**YOUR GOAL:** Give back the full listing exactly as written.

**RECORDS:**
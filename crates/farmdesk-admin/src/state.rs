//! Caller-owned list state.
//!
//! The engine is stateless; a list screen keeps the search box, filter
//! selections and current page in a [`ListState`] and turns it into a
//! [`ListQuery`] whenever something changes.

use std::collections::BTreeMap;

use farmdesk_query::{ListQuery, Page};

/// Search, filter and page state of one list screen.
#[derive(Debug, Clone, PartialEq, Eq)]
pub struct ListState {
    search: String,
    filters: BTreeMap<String, String>,
    page: usize,
}

impl Default for ListState {
    fn default() -> Self {
        Self {
            search: String::new(),
            filters: BTreeMap::new(),
            page: 1,
        }
    }
}

impl ListState {
    pub fn new() -> Self {
        Self::default()
    }

    pub fn search(&self) -> &str {
        &self.search
    }

    pub fn page(&self) -> usize {
        self.page
    }

    /// Returns the selected value for a filter, or `None` if never set.
    ///
    /// An unset filter behaves like the engine's wildcard, whatever that is
    /// configured to be.
    pub fn filter(&self, field: &str) -> Option<&str> {
        self.filters.get(field).map(String::as_str)
    }

    /// Replaces the search term and returns to the first page.
    pub fn set_search(&mut self, term: impl Into<String>) {
        self.search = term.into();
        self.page = 1;
    }

    /// Selects a filter value and returns to the first page.
    pub fn set_filter(&mut self, field: impl Into<String>, value: impl Into<String>) {
        self.filters.insert(field.into(), value.into());
        self.page = 1;
    }

    /// Clears search and filters.
    pub fn reset(&mut self) {
        *self = Self::default();
    }

    /// Jumps to a page. Zero is treated as the first page.
    pub fn go_to(&mut self, page: usize) {
        self.page = page.max(1);
    }

    /// Moves back one page, stopping at the first.
    pub fn previous_page(&mut self) {
        self.page = self.page.saturating_sub(1).max(1);
    }

    /// Moves forward one page, stopping at the last page of `page`.
    pub fn next_page<T>(&mut self, current: &Page<T>) {
        let last = current.total_pages.max(1);
        self.page = (self.page + 1).min(last);
    }

    /// Builds the query for the current state.
    pub fn to_query(&self, page_size: usize) -> ListQuery {
        let mut query = ListQuery::new()
            .search(self.search.clone())
            .page(self.page)
            .page_size(page_size);
        for (field, value) in &self.filters {
            query = query.filter(field.clone(), value.clone());
        }
        query
    }
}
use std::path::PathBuf;
use std::time::{SystemTime, UNIX_EPOCH};

use anyhow::{Context, Result};
use clap::{Args, Parser, Subcommand};
use farmdesk_admin::{App, Config, InboxAction, ListKind, ListRequest, OutputMode};
use farmdesk_query::Timestamp;
use tracing_subscriber::EnvFilter;

#[derive(Parser, Debug)]
#[command(
    name = "farmdesk",
    version,
    about = "Search, filter and page the farm admin lists"
)]
struct Cli {
    /// Config file (default: $FARMDESK_CONFIG or ./farmdesk.yaml)
    #[arg(long, global = true)]
    config: Option<PathBuf>,

    /// Log debug output to stderr
    #[arg(short, long, global = true)]
    verbose: bool,

    /// Output format; csv exports every match, ignoring pages
    #[arg(short, long, global = true, value_enum, default_value_t = OutputMode::Auto)]
    output: OutputMode,

    #[command(subcommand)]
    command: Command,
}

#[derive(Args, Debug)]
struct ListArgs {
    /// Case-insensitive search term
    #[arg(short, long, default_value = "")]
    search: String,

    /// Page to show, starting at 1
    #[arg(short, long, default_value_t = 1)]
    page: usize,

    /// Records per page (default: from config)
    #[arg(long)]
    page_size: Option<usize>,

    /// JSON file holding the records (default: from config, else built-in)
    #[arg(long)]
    data: Option<PathBuf>,
}

#[derive(Subcommand, Debug)]
enum Command {
    /// List platform users
    Users {
        #[command(flatten)]
        list: ListArgs,

        /// Role fragment, e.g. "owner" or "worker"
        #[arg(long)]
        role: Option<String>,

        /// Exact status: active or inactive
        #[arg(long)]
        status: Option<String>,
    },

    /// List registered farms
    Farms {
        #[command(flatten)]
        list: ListArgs,

        /// Exact status: active or inactive
        #[arg(long)]
        status: Option<String>,
    },

    /// List notifications
    Notifications {
        #[command(flatten)]
        list: ListArgs,

        /// Only unread notifications
        #[arg(long)]
        unread: bool,

        /// Exact kind: farm, user, system or alert
        #[arg(long)]
        kind: Option<String>,

        /// Mark a notification as read (repeatable)
        #[arg(long, value_name = "ID")]
        mark_read: Vec<String>,

        /// Mark every notification as read
        #[arg(long)]
        mark_all_read: bool,

        /// Delete a notification (repeatable)
        #[arg(long, value_name = "ID")]
        delete: Vec<String>,
    },
}

fn init_tracing(verbose: bool) {
    let filter = if verbose {
        EnvFilter::new("debug")
    } else {
        EnvFilter::try_from_default_env().unwrap_or_else(|_| EnvFilter::new("warn"))
    };

    tracing_subscriber::fmt()
        .with_env_filter(filter)
        .with_writer(std::io::stderr)
        .with_target(false)
        .init();
}

fn now() -> Timestamp {
    let millis = SystemTime::now()
        .duration_since(UNIX_EPOCH)
        .map(|d| d.as_millis() as i64)
        .unwrap_or(0);
    Timestamp::from_millis(millis)
}

impl ListArgs {
    fn request(&self, kind: ListKind) -> ListRequest {
        let request = ListRequest::new(kind)
            .search(self.search.as_str())
            .page(self.page)
            .page_size(self.page_size);
        match &self.data {
            Some(path) => request.data(path),
            None => request,
        }
    }
}

impl Command {
    fn request(&self) -> ListRequest {
        match self {
            Command::Users { list, role, status } => list
                .request(ListKind::Users)
                .filter("role", role.as_deref())
                .filter("status", status.as_deref()),
            Command::Farms { list, status } => list
                .request(ListKind::Farms)
                .filter("status", status.as_deref()),
            Command::Notifications {
                list,
                unread,
                kind,
                mark_read,
                mark_all_read,
                delete,
            } => {
                let mut request = list
                    .request(ListKind::Notifications)
                    .unread_only(*unread)
                    .filter("kind", kind.as_deref());
                for id in mark_read {
                    request = request.action(InboxAction::MarkRead(id.clone()));
                }
                if *mark_all_read {
                    request = request.action(InboxAction::MarkAllRead);
                }
                for id in delete {
                    request = request.action(InboxAction::Delete(id.clone()));
                }
                request
            }
        }
    }
}

fn main() -> Result<()> {
    let cli = Cli::parse();
    init_tracing(cli.verbose);

    let config = Config::load(cli.config.as_deref()).context("Failed to load configuration")?;
    let request = cli.command.request();
    let text = App::new(&config, cli.output, now())
        .run(&request)
        .with_context(|| format!("Failed to list {}", request.kind().noun()))?;

    print!("{text}");
    Ok(())
}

**RESULT:**
filename crates/farmdesk-admin/src/state.rs
//! Caller-owned list state.
//!
//! The engine is stateless; a list screen keeps the search box, filter
//! selections and current page in a [`ListState`] and turns it into a
//! [`ListQuery`] whenever something changes.

use std::collections::BTreeMap;

use farmdesk_query::{ListQuery, Page};

/// Search, filter and page state of one list screen.
#[derive(Debug, Clone, PartialEq, Eq)]
pub struct ListState {
    search: String,
    filters: BTreeMap<String, String>,
    page: usize,
}

impl Default for ListState {
    fn default() -> Self {
        Self {
            search: String::new(),
            filters: BTreeMap::new(),
            page: 1,
        }
    }
}

impl ListState {
    pub fn new() -> Self {
        Self::default()
    }

    pub fn search(&self) -> &str {
        &self.search
    }

    pub fn page(&self) -> usize {
        self.page
    }

    /// Returns the selected value for a filter, or `None` if never set.
    ///
    /// An unset filter behaves like the engine's wildcard, whatever that is
    /// configured to be.
    pub fn filter(&self, field: &str) -> Option<&str> {
        self.filters.get(field).map(String::as_str)
    }

    /// Replaces the search term and returns to the first page.
    pub fn set_search(&mut self, term: impl Into<String>) {
        self.search = term.into();
        self.page = 1;
    }

    /// Selects a filter value and returns to the first page.
    pub fn set_filter(&mut self, field: impl Into<String>, value: impl Into<String>) {
        self.filters.insert(field.into(), value.into());
        self.page = 1;
    }

    /// Clears search and filters.
    pub fn reset(&mut self) {
        *self = Self::default();
    }

    /// Jumps to a page. Zero is treated as the first page.
    pub fn go_to(&mut self, page: usize) {
        self.page = page.max(1);
    }

    /// Moves back one page, stopping at the first.
    pub fn previous_page(&mut self) {
        self.page = self.page.saturating_sub(1).max(1);
    }

    /// Moves forward one page, stopping at the last page of `page`.
    pub fn next_page<T>(&mut self, current: &Page<T>) {
        let last = current.total_pages.max(1);
        self.page = (self.page + 1).min(last);
    }

    /// Builds the query for the current state.
    pub fn to_query(&self, page_size: usize) -> ListQuery {
        let mut query = ListQuery::new()
            .search(self.search.clone())
            .page(self.page)
            .page_size(page_size);
        for (field, value) in &self.filters {
            query = query.filter(field.clone(), value.clone());
        }
        query
    }
}
use std::path::PathBuf;
use std::time::{SystemTime, UNIX_EPOCH};

use anyhow::{Context, Result};
use clap::{Args, Parser, Subcommand};
use farmdesk_admin::{App, Config, InboxAction, ListKind, ListRequest, OutputMode};
use farmdesk_query::Timestamp;
use tracing_subscriber::EnvFilter;

#[derive(Parser, Debug)]
#[command(
    name = "farmdesk",
    version,
    about = "Search, filter and page the farm admin lists"
)]
struct Cli {
    /// Config file (default: $FARMDESK_CONFIG or ./farmdesk.yaml)
    #[arg(long, global = true)]
    config: Option<PathBuf>,

    /// Log debug output to stderr
    #[arg(short, long, global = true)]
    verbose: bool,

    /// Output format; csv exports every match, ignoring pages
    #[arg(short, long, global = true, value_enum, default_value_t = OutputMode::Auto)]
    output: OutputMode,

    #[command(subcommand)]
    command: Command,
}

#[derive(Args, Debug)]
struct ListArgs {
    /// Case-insensitive search term
    #[arg(short, long, default_value = "")]
    search: String,

    /// Page to show, starting at 1
    #[arg(short, long, default_value_t = 1)]
    page: usize,

    /// Records per page (default: from config)
    #[arg(long)]
    page_size: Option<usize>,

    /// JSON file holding the records (default: from config, else built-in)
    #[arg(long)]
    data: Option<PathBuf>,
}

#[derive(Subcommand, Debug)]
enum Command {
    /// List platform users
    Users {
        #[command(flatten)]
        list: ListArgs,

        /// Role fragment, e.g. "owner" or "worker"
        #[arg(long)]
        role: Option<String>,

        /// Exact status: active or inactive
        #[arg(long)]
        status: Option<String>,
    },

    /// List registered farms
    Farms {
        #[command(flatten)]
        list: ListArgs,

        /// Exact status: active or inactive
        #[arg(long)]
        status: Option<String>,
    },

    /// List notifications
    Notifications {
        #[command(flatten)]
        list: ListArgs,

        /// Only unread notifications
        #[arg(long)]
        unread: bool,

        /// Exact kind: farm, user, system or alert
        #[arg(long)]
        kind: Option<String>,

        /// Mark a notification as read (repeatable)
        #[arg(long, value_name = "ID")]
        mark_read: Vec<String>,

        /// Mark every notification as read
        #[arg(long)]
        mark_all_read: bool,

        /// Delete a notification (repeatable)
        #[arg(long, value_name = "ID")]
        delete: Vec<String>,
    },
}

fn init_tracing(verbose: bool) {
    let filter = if verbose {
        EnvFilter::new("debug")
    } else {
        EnvFilter::try_from_default_env().unwrap_or_else(|_| EnvFilter::new("warn"))
    };

    tracing_subscriber::fmt()
        .with_env_filter(filter)
        .with_writer(std::io::stderr)
        .with_target(false)
        .init();
}

fn now() -> Timestamp {
    let millis = SystemTime::now()
        .duration_since(UNIX_EPOCH)
        .map(|d| d.as_millis() as i64)
        .unwrap_or(0);
    Timestamp::from_millis(millis)
}

impl ListArgs {
    fn request(&self, kind: ListKind) -> ListRequest {
        let request = ListRequest::new(kind)
            .search(self.search.as_str())
            .page(self.page)
            .page_size(self.page_size);
        match &self.data {
            Some(path) => request.data(path),
            None => request,
        }
    }
}

impl Command {
    fn request(&self) -> ListRequest {
        match self {
            Command::Users { list, role, status } => list
                .request(ListKind::Users)
                .filter("role", role.as_deref())
                .filter("status", status.as_deref()),
            Command::Farms { list, status } => list
                .request(ListKind::Farms)
                .filter("status", status.as_deref()),
            Command::Notifications {
                list,
                unread,
                kind,
                mark_read,
                mark_all_read,
                delete,
            } => {
                let mut request = list
                    .request(ListKind::Notifications)
                    .unread_only(*unread)
                    .filter("kind", kind.as_deref());
                for id in mark_read {
                    request = request.action(InboxAction::MarkRead(id.clone()));
                }
                if *mark_all_read {
                    request = request.action(InboxAction::MarkAllRead);
                }
                for id in delete {
                    request = request.action(InboxAction::Delete(id.clone()));
                }
                request
            }
        }
    }
}

fn main() -> Result<()> {
    let cli = Cli::parse();
    init_tracing(cli.verbose);

    let config = Config::load(cli.config.as_deref()).context("Failed to load configuration")?;
    let request = cli.command.request();
    let text = App::new(&config, cli.output, now())
        .run(&request)
        .with_context(|| format!("Failed to list {}", request.kind().noun()))?;

    print!("{text}");
    Ok(())
}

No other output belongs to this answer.